▸ Work order: Give again the entries below exactly, beginning at the first line and ending at the line with "assert!(Arc::ptr_eq(&legacy, &reorganized));".

▸ Material to process:

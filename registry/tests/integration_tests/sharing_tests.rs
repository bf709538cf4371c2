//! Integration tests for content shared between tables and views.

use std::sync::Arc;

use super::common::{content_at, load_registry};

#[test]
fn test_go_chi_shared_between_views() {
    let registry = load_registry();

    let legacy = content_at(registry.legacy(), "server", "go", "chi");
    let reorganized = content_at(registry.reorganized(), "go", "sdks", "chi");

    assert!(Arc::ptr_eq(&legacy, &reorganized));
    assert!(Arc::ptr_eq(&legacy, registry.store().get("server/go/chi").unwrap()));
}

#[test]
fn test_every_reorganized_entry_shared_with_legacy_view() {
    let registry = load_registry();
    let legacy: Vec<_> = registry.legacy().paths().collect();

    for (path, integration) in registry.reorganized().paths() {
        assert!(
            legacy
                .iter()
                .any(|(_, other)| Arc::ptr_eq(&other.content, &integration.content)),
            "{path} is not listed in the legacy view"
        );
    }
}

#[test]
fn test_logrus_and_other_share_one_object() {
    let registry = load_registry();
    let view = registry.legacy();

    let logrus = content_at(view, "backend-logging", "go", "logrus");
    let other = content_at(view, "backend-logging", "go", "other");
    let fiber = content_at(view, "backend-logging", "go", "fiber");

    assert!(Arc::ptr_eq(&logrus, &other));
    assert!(!Arc::ptr_eq(&logrus, &fiber));
}

#[test]
fn test_rust_traces_share_one_object() {
    let registry = load_registry();
    let view = registry.legacy();

    assert!(Arc::ptr_eq(
        &content_at(view, "traces", "rust", "other"),
        &content_at(view, "traces", "rust", "actix"),
    ));
}

#[test]
fn test_backend_and_server_are_distinct_objects() {
    let registry = load_registry();

    let backend = content_at(registry.legacy(), "backend", "go", "chi");
    let server = content_at(registry.legacy(), "server", "go", "chi");

    assert!(!Arc::ptr_eq(&backend, &server));
}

▸ Your solution:
filename registry/tests/integration_tests/sharing_tests.rs
repository bf709538cf4371c2
//! Integration tests for content shared between tables and views.

use std::sync::Arc;

use super::common::{content_at, load_registry};

#[test]
fn test_go_chi_shared_between_views() {
    let registry = load_registry();

    let legacy = content_at(registry.legacy(), "server", "go", "chi");
    let reorganized = content_at(registry.reorganized(), "go", "sdks", "chi");

    assert!(Arc::ptr_eq(&legacy, &reorganized));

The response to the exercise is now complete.